Infrequent Access Tier : 0.0138USD/GB/月 → 10,240GB × 0.0138USD × 9か月 = 1,271.808USD

  • オブジェクト1,000件あたりのモニタリング・オートメーション料金 : 0.0025USD/月

0.0025USD × 12か月 = 0.03USD/年

合計: 768USD + 1,271.808USD + 0.03USD = 2,039.838USD/年


削減前のコスト

もし全データが「S3 Standard」に保存されていた場合 : 10,240GB × 0.023USD × 12か月 = 2,826.24USD/年


削減効果

2,039.838USD/年 vs 2,826.24USD/年 → 約786USDの削減(約28%の削減)


4-5.総合的なコスト削減効果

これらのアプローチを総合的に適用することで、S3のコストを大幅に削減することが可能です。

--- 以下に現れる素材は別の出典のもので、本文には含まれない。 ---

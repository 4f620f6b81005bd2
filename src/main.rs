//! Adversario CLI
//!
//! # Usage
//!
//! ```bash
//! # Train from config
//! adversario train gan.yaml
//!
//! # Train with overrides
//! adversario train gan.yaml --epochs 10 --seed 3
//!
//! # Validate config
//! adversario validate gan.yaml
//!
//! # Sample from a checkpoint
//! adversario sample ckt/experiment_500.ckpt --z 0.1,0.2,...
//! ```

use adversario::cli::{run_command, Cli};
use clap::Parser;
use std::process::ExitCode;

fn main() -> ExitCode {
    let cli = Cli::parse();

    match run_command(cli) {
        Ok(()) => ExitCode::SUCCESS,
        Err(e) => {
            eprintln!("Error: {e}");
            ExitCode::FAILURE
        }
    }
}
//! Unit tests for autograd operations (forward and backward)

use crate::autograd::{
    add, add_bias, add_n, backward, concat_cols, leaky_relu, ln, matmul, mean, mul, scale,
    sigmoid, slice_cols, sub, sum, sum_rows, Tensor,
};
use approx::assert_abs_diff_eq;

#[test]
fn test_tensor_creation() {
    let t = Tensor::from_vec(vec![1.0, 2.0, 3.0], true);
    assert_eq!(t.len(), 3);
    assert!(t.requires_grad());
    assert!(t.grad().is_none());
    assert!(t.name().is_none());
}

#[test]
fn test_parameter_is_named_and_trainable() {
    let p = Tensor::parameter("d_fc0_w", vec![0.5; 4]);
    assert_eq!(p.name(), Some("d_fc0_w"));
    assert!(p.requires_grad());
}

#[test]
fn test_tensor_grad_accumulation() {
    let t = Tensor::from_vec(vec![1.0, 2.0, 3.0], true);

    t.accumulate_grad(ndarray::arr1(&[1.0, 1.0, 1.0]));
    let grad1 = t.grad().expect("gradient should be available");
    assert_eq!(grad1[0], 1.0);

    t.accumulate_grad(ndarray::arr1(&[1.0, 1.0, 1.0]));
    let grad2 = t.grad().expect("gradient should be available");
    assert_eq!(grad2[0], 2.0);

    t.zero_grad();
    assert!(t.grad().is_none());
}

#[test]
fn test_clone_shares_storage() {
    let a = Tensor::from_vec(vec![1.0, 2.0], true);
    let b = a.clone();
    b.data_mut()[0] = 7.0;
    assert_eq!(a.data()[0], 7.0);
    assert!(a.same_as(&b));
    assert!(!a.same_as(&a.detach()));
}

#[test]
fn test_add_backward() {
    let a = Tensor::from_vec(vec![1.0, 2.0, 3.0], true);
    let b = Tensor::from_vec(vec![4.0, 5.0, 6.0], true);
    let c = add(&a, &b);

    assert_abs_diff_eq!(c.data()[2], 9.0);

    backward(&c, Some(ndarray::arr1(&[1.0, 1.0, 1.0])));

    assert_abs_diff_eq!(a.grad().expect("grad")[0], 1.0);
    assert_abs_diff_eq!(b.grad().expect("grad")[0], 1.0);
}

#[test]
fn test_sub_backward_negates_rhs() {
    let a = Tensor::from_vec(vec![3.0], true);
    let b = Tensor::from_vec(vec![1.0], true);
    let c = sub(&a, &b);
    assert_abs_diff_eq!(c.item(), 2.0);

    backward(&c, None);
    assert_abs_diff_eq!(a.grad().expect("grad")[0], 1.0);
    assert_abs_diff_eq!(b.grad().expect("grad")[0], -1.0);
}

#[test]
fn test_mul_backward() {
    let a = Tensor::from_vec(vec![2.0, 3.0], true);
    let b = Tensor::from_vec(vec![5.0, 7.0], true);
    let c = sum(&mul(&a, &b));
    backward(&c, None);

    let ga = a.grad().expect("grad");
    let gb = b.grad().expect("grad");
    assert_abs_diff_eq!(ga[0], 5.0);
    assert_abs_diff_eq!(ga[1], 7.0);
    assert_abs_diff_eq!(gb[0], 2.0);
    assert_abs_diff_eq!(gb[1], 3.0);
}

#[test]
fn test_shared_subexpression_gradient_counted_once_per_use() {
    // y = sum(x * x) with x shared: dy/dx = 2x
    let x = Tensor::from_vec(vec![1.5, -2.0], true);
    let h = scale(&x, 1.0);
    let y = sum(&mul(&h, &h));
    backward(&y, None);

    let g = x.grad().expect("grad");
    assert_abs_diff_eq!(g[0], 3.0, epsilon = 1e-6);
    assert_abs_diff_eq!(g[1], -4.0, epsilon = 1e-6);
}

#[test]
fn test_diamond_graph_accumulates_both_paths() {
    // y = mean(sigmoid(x)) + mean(x): dy/dx_i = (s(1-s) + 1) / n
    let x = Tensor::from_vec(vec![0.0, 0.0], true);
    let y = add(&mean(&sigmoid(&x)), &mean(&x));
    backward(&y, None);

    let g = x.grad().expect("grad");
    assert_abs_diff_eq!(g[0], (0.25 + 1.0) / 2.0, epsilon = 1e-6);
}

#[test]
fn test_mean_of_empty_is_zero() {
    let x = Tensor::from_vec(vec![], true);
    let m = mean(&x);
    assert_abs_diff_eq!(m.item(), 0.0);
}

#[test]
fn test_add_n() {
    let terms = vec![Tensor::scalar(1.0, false), Tensor::scalar(2.5, false)];
    assert_abs_diff_eq!(add_n(&terms).item(), 3.5);
    assert_abs_diff_eq!(add_n(&[]).item(), 0.0);
}

#[test]
fn test_matmul_forward() {
    // [1 2; 3 4] @ [5; 6] = [17; 39]
    let a = Tensor::from_vec(vec![1.0, 2.0, 3.0, 4.0], false);
    let b = Tensor::from_vec(vec![5.0, 6.0], false);
    let c = matmul(&a, &b, 2, 2, 1);
    assert_eq!(c.to_vec(), vec![17.0, 39.0]);
}

#[test]
fn test_add_bias_backward_sums_rows() {
    let a = Tensor::from_vec(vec![0.0; 6], false);
    let bias = Tensor::from_vec(vec![1.0, 2.0], true);
    let c = add_bias(&a, &bias, 3, 2);
    assert_eq!(c.to_vec(), vec![1.0, 2.0, 1.0, 2.0, 1.0, 2.0]);

    backward(&sum(&c), None);
    let g = bias.grad().expect("grad");
    assert_abs_diff_eq!(g[0], 3.0);
    assert_abs_diff_eq!(g[1], 3.0);
}

#[test]
fn test_slice_and_concat_cols() {
    // 2 x 3 matrix
    let a = Tensor::from_vec(vec![1.0, 2.0, 3.0, 4.0, 5.0, 6.0], true);
    let left = slice_cols(&a, 2, 3, 0, 1);
    let right = slice_cols(&a, 2, 3, 1, 3);
    assert_eq!(left.to_vec(), vec![1.0, 4.0]);
    assert_eq!(right.to_vec(), vec![2.0, 3.0, 5.0, 6.0]);

    let joined = concat_cols(&[(left, 1), (right, 2)], 2);
    assert_eq!(joined.to_vec(), a.to_vec());

    backward(&sum(&joined), None);
    assert_eq!(a.grad().expect("grad").to_vec(), vec![1.0; 6]);
}

#[test]
fn test_sum_rows() {
    let a = Tensor::from_vec(vec![1.0, 2.0, 3.0, 4.0], true);
    let s = sum_rows(&a, 2, 2);
    assert_eq!(s.to_vec(), vec![3.0, 7.0]);
}

#[test]
fn test_leaky_relu_slope() {
    let a = Tensor::from_vec(vec![-2.0, 3.0], true);
    let y = leaky_relu(&a, 0.1);
    assert_abs_diff_eq!(y.data()[0], -0.2, epsilon = 1e-6);
    backward(&sum(&y), None);
    let g = a.grad().expect("grad");
    assert_abs_diff_eq!(g[0], 0.1, epsilon = 1e-6);
    assert_abs_diff_eq!(g[1], 1.0, epsilon = 1e-6);
}

#[test]
fn test_ln_backward() {
    let a = Tensor::from_vec(vec![2.0], true);
    backward(&ln(&a), None);
    assert_abs_diff_eq!(a.grad().expect("grad")[0], 0.5, epsilon = 1e-6);
}

#[test]
fn test_constant_graph_has_no_backward_op() {
    let a = Tensor::from_vec(vec![1.0], false);
    let b = add(&a, &a);
    assert!(b.backward_op().is_none());
    assert!(!b.requires_grad());
}

#[test]
fn test_min_max_propagate_nan() {
    let t = Tensor::from_vec(vec![1.0, f32::NAN, 3.0], false);
    assert!(t.max().is_nan());
    assert!(t.min().is_nan());
    let t = Tensor::from_vec(vec![1.0, -4.0, 3.0], false);
    assert_abs_diff_eq!(t.max(), 3.0);
    assert_abs_diff_eq!(t.min(), -4.0);
}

  • データライフサイクルポリシーによる削減: 約1,705USD/年
  • ストレージクラスの見直しによる削減: 約678USD/年
  • VPCエンドポイントの導入による削減: 約8,162USD/年
  • S3インテリジェントティアリングによる削減: 約786USD/年

これにより、合計で年間 約11,331USD の削減が見込めます。特に、データ転送コストの削減が大きなインパクトを与えていますが、データストレージの最適化も重要なポイントです。

今後の課題としては、さらなるデータの最適化と、各部門でのコスト意識の向上が挙げられます。AWSのベストプラクティスに従ったコスト管理を継続し、今後も新たなコスト削減の方法を模索していきます。